Select the lines of the records containing the word "space" and list them.

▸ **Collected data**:

--- START ---

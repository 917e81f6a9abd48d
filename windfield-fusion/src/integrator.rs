//! Bayesian integration of weighted observations
//!
//! Two tiers:
//!
//! - **Simple** (fewer than `min_sources_for_bayesian` sources): weighted
//!   circular mean of direction and weighted mean of speed.
//! - **Bayesian**: the observed sin/cos and robust speed are blended with a
//!   prior (previous posterior, caller prior, or the first observation):
//!
//! ```text
//! posterior = prior_weight * prior + (1 - prior_weight) * observed
//! ```
//!
//!   Direction is blended component-wise in sin/cos space. Speed uses a
//!   median-anchored robust mean so one faulty source cannot dominate.

use serde::{Deserialize, Serialize};
use tracing::debug;

use windfield_common::{elapsed_minutes, GeoPosition, WindPrior};

use crate::circular::{
    components, direction_from_components, median, weighted_circular_std, weighted_components,
    weighted_std,
};
use crate::drift::DriftModel;
use crate::{FusedEstimate, ScoredObservation};

/// Robust weights never drop below this factor.
const MIN_ROBUST_FACTOR: f64 = 0.1;

/// Direction std (degrees) that maps to full uncertainty.
const DIRECTION_UNCERTAINTY_SCALE: f64 = 90.0;

/// Fraction of the speed whose std maps to full uncertainty.
const SPEED_UNCERTAINTY_FRACTION: f64 = 0.5;

/// Which fusion tier produced an estimate.
#[derive(Debug, Clone, Copy, PartialEq, Eq, Serialize, Deserialize)]
pub enum FusionTier {
    /// Robust weighted average for few sources
    Simple,
    /// Prior-blended posterior
    Bayesian,
}

/// Prior belief about the wind at some instant.
#[derive(Debug, Clone, Copy, PartialEq, Serialize, Deserialize)]
pub struct PriorBelief {
    /// Direction (degrees)
    pub direction: f64,
    /// Speed (knots)
    pub speed: f64,
    /// Instant the belief refers to; `None` means timeless
    pub timestamp_ms: Option<u64>,
}

impl PriorBelief {
    /// Projects the belief to `instant_ms` with the drift model. Timeless
    /// beliefs are returned unchanged.
    pub fn projected(&self, drift: &DriftModel, instant_ms: u64) -> PriorBelief {
        match self.timestamp_ms {
            Some(t) => {
                let minutes = elapsed_minutes(t, instant_ms);
                PriorBelief {
                    direction: drift.project_direction(self.direction, minutes),
                    speed: drift.project_speed(self.speed, minutes),
                    timestamp_ms: Some(instant_ms),
                }
            }
            None => *self,
        }
    }
}

impl From<&FusedEstimate> for PriorBelief {
    fn from(estimate: &FusedEstimate) -> Self {
        Self {
            direction: estimate.direction,
            speed: estimate.speed,
            timestamp_ms: Some(estimate.timestamp_ms),
        }
    }
}

impl From<&WindPrior> for PriorBelief {
    fn from(prior: &WindPrior) -> Self {
        Self {
            direction: prior.direction_mean,
            speed: prior.speed_mean.max(0.0),
            timestamp_ms: None,
        }
    }
}

/// Normalised uncertainty of a direction std, in [0, 1].
pub fn direction_uncertainty(direction_std: f64) -> f64 {
    (direction_std / DIRECTION_UNCERTAINTY_SCALE).clamp(0.0, 1.0)
}

/// Normalised uncertainty of a speed std relative to the speed, in [0, 1].
pub fn speed_uncertainty(speed_std: f64, speed: f64) -> f64 {
    let scale = speed * SPEED_UNCERTAINTY_FRACTION;
    if scale <= f64::EPSILON {
        return if speed_std > f64::EPSILON { 1.0 } else { 0.0 };
    }
    (speed_std / scale).clamp(0.0, 1.0)
}

/// Weighted centroid of the observations that carry a position.
fn weighted_centroid(observations: &[ScoredObservation], weights: &[f64]) -> Option<GeoPosition> {
    let (mut lat, mut lon, mut total, mut count) = (0.0, 0.0, 0.0, 0usize);
    for (scored, &w) in observations.iter().zip(weights) {
        if let Some(p) = scored.observation.position {
            lat += w * p.lat;
            lon += w * p.lon;
            total += w;
            count += 1;
        }
    }
    if count == 0 {
        return None;
    }
    if total <= 0.0 {
        // Positioned sources all carry zero weight: plain centroid
        let positions: Vec<GeoPosition> = observations
            .iter()
            .filter_map(|s| s.observation.position)
            .collect();
        let n = positions.len() as f64;
        return Some(GeoPosition::new(
            positions.iter().map(|p| p.lat).sum::<f64>() / n,
            positions.iter().map(|p| p.lon).sum::<f64>() / n,
        ));
    }
    Some(GeoPosition::new(lat / total, lon / total))
}

/// Fuses scored observations into a single estimate.
#[derive(Debug, Clone)]
pub struct BayesianIntegrator {
    prior_weight: f64,
    min_sources_for_bayesian: usize,
}

impl Default for BayesianIntegrator {
    fn default() -> Self {
        Self::new(0.3, 3)
    }
}

impl BayesianIntegrator {
    /// Creates an integrator. `prior_weight` is clamped to [0, 1].
    pub fn new(prior_weight: f64, min_sources_for_bayesian: usize) -> Self {
        Self {
            prior_weight: prior_weight.clamp(0.0, 1.0),
            min_sources_for_bayesian: min_sources_for_bayesian.max(1),
        }
    }

    /// Tier that `source_count` observations would be fused with.
    pub fn tier_for(&self, source_count: usize) -> FusionTier {
        if source_count < self.min_sources_for_bayesian {
            FusionTier::Simple
        } else {
            FusionTier::Bayesian
        }
    }

    /// Fuses the observations for `instant_ms`.
    ///
    /// Returns `None` for an empty observation list. The prior is projected
    /// to `instant_ms` with the drift model before blending.
    pub fn fuse(
        &self,
        observations: &[ScoredObservation],
        prior: Option<&PriorBelief>,
        drift: &DriftModel,
        instant_ms: u64,
    ) -> Option<FusedEstimate> {
        if observations.is_empty() {
            return None;
        }

        let mut weights: Vec<f64> = observations.iter().map(|o| o.weight.max(0.0)).collect();
        if weights.iter().sum::<f64>() <= 0.0 {
            // Every source is untrusted; fall back to equal weights
            weights.iter_mut().for_each(|w| *w = 1.0);
        }

        let tier = self.tier_for(observations.len());
        let estimate = match tier {
            FusionTier::Simple => self.fuse_simple(observations, &weights, instant_ms),
            FusionTier::Bayesian => {
                let prior = prior.map(|p| p.projected(drift, instant_ms));
                self.fuse_bayesian(observations, &weights, prior.as_ref(), instant_ms)
            }
        };

        debug!(
            ?tier,
            sources = estimate.source_count,
            direction = estimate.direction,
            speed = estimate.speed,
            confidence = estimate.confidence,
            "Fused wind estimate"
        );
        Some(estimate)
    }

    fn fuse_simple(
        &self,
        observations: &[ScoredObservation],
        weights: &[f64],
        instant_ms: u64,
    ) -> FusedEstimate {
        let directions: Vec<f64> = observations.iter().map(|o| o.observation.direction).collect();
        let speeds: Vec<f64> = observations.iter().map(|o| o.observation.speed).collect();
        let total: f64 = weights.iter().sum();

        let (s, c) = weighted_components(&directions, weights).unwrap_or((0.0, 1.0));
        let direction = direction_from_components(s, c);
        let speed = (speeds.iter().zip(weights).map(|(v, w)| v * w).sum::<f64>() / total).max(0.0);

        let n = observations.len() as f64;
        let mean_weight = observations.iter().map(|o| o.weight).sum::<f64>() / n;
        let confidence = (0.4 + 0.1 * n + 0.4 * mean_weight).min(0.9).clamp(0.0, 1.0);

        FusedEstimate {
            timestamp_ms: instant_ms,
            direction,
            speed,
            confidence,
            direction_std: weighted_circular_std(&directions, weights, direction),
            speed_std: weighted_std(&speeds, weights, speed),
            position: weighted_centroid(observations, weights),
            source_count: observations.len(),
        }
    }

    fn fuse_bayesian(
        &self,
        observations: &[ScoredObservation],
        weights: &[f64],
        prior: Option<&PriorBelief>,
        instant_ms: u64,
    ) -> FusedEstimate {
        let directions: Vec<f64> = observations.iter().map(|o| o.observation.direction).collect();
        let speeds: Vec<f64> = observations.iter().map(|o| o.observation.speed).collect();

        let first = &observations[0].observation;
        let (prior_direction, prior_speed) = prior
            .map(|p| (p.direction, p.speed))
            .unwrap_or((first.direction, first.speed));
        let likelihood_weight = 1.0 - self.prior_weight;

        // Direction: blend in sin/cos space
        let (obs_sin, obs_cos) = weighted_components(&directions, weights).unwrap_or((0.0, 1.0));
        let (prior_sin, prior_cos) = components(prior_direction);
        let direction = direction_from_components(
            self.prior_weight * prior_sin + likelihood_weight * obs_sin,
            self.prior_weight * prior_cos + likelihood_weight * obs_cos,
        );

        // Speed: down-weight by distance from the median
        let robust_weights = robust_speed_weights(&speeds, weights);
        let robust_total: f64 = robust_weights.iter().sum();
        let observed_speed = if robust_total > 0.0 {
            speeds
                .iter()
                .zip(&robust_weights)
                .map(|(v, w)| v * w)
                .sum::<f64>()
                / robust_total
        } else {
            median(&speeds).unwrap_or(0.0)
        };
        let speed = (self.prior_weight * prior_speed + likelihood_weight * observed_speed).max(0.0);

        let direction_std = weighted_circular_std(&directions, weights, direction);
        let speed_std = weighted_std(&speeds, &robust_weights, speed);
        let dir_uncertainty = direction_uncertainty(direction_std);
        let spd_uncertainty = speed_uncertainty(speed_std, speed);

        let n = observations.len() as f64;
        let base = 0.5 + (0.05 * n).min(0.2);
        let confidence =
            (base * (1.0 - 0.6 * dir_uncertainty) * (1.0 - 0.4 * spd_uncertainty)).clamp(0.0, 1.0);

        FusedEstimate {
            timestamp_ms: instant_ms,
            direction,
            speed,
            confidence,
            direction_std,
            speed_std,
            position: weighted_centroid(observations, weights),
            source_count: observations.len(),
        }
    }
}

/// Source weights scaled down in proportion to each speed's distance from
/// the median, relative to the largest distance. Factors never fall below
/// [`MIN_ROBUST_FACTOR`].
pub fn robust_speed_weights(speeds: &[f64], weights: &[f64]) -> Vec<f64> {
    let Some(center) = median(speeds) else {
        return Vec::new();
    };
    let deviations: Vec<f64> = speeds.iter().map(|s| (s - center).abs()).collect();
    let max_deviation = deviations.iter().copied().fold(0.0, f64::max);

    deviations
        .iter()
        .zip(weights)
        .map(|(&dev, &w)| {
            let factor = if max_deviation > 0.0 {
                (1.0 - dev / max_deviation).max(MIN_ROBUST_FACTOR)
            } else {
                1.0
            };
            w * factor
        })
        .collect()
}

--- END ---

▸ **RESPONSE BOX**:
//!   Direction is blended component-wise in sin/cos space. Speed uses a
        // Direction: blend in sin/cos space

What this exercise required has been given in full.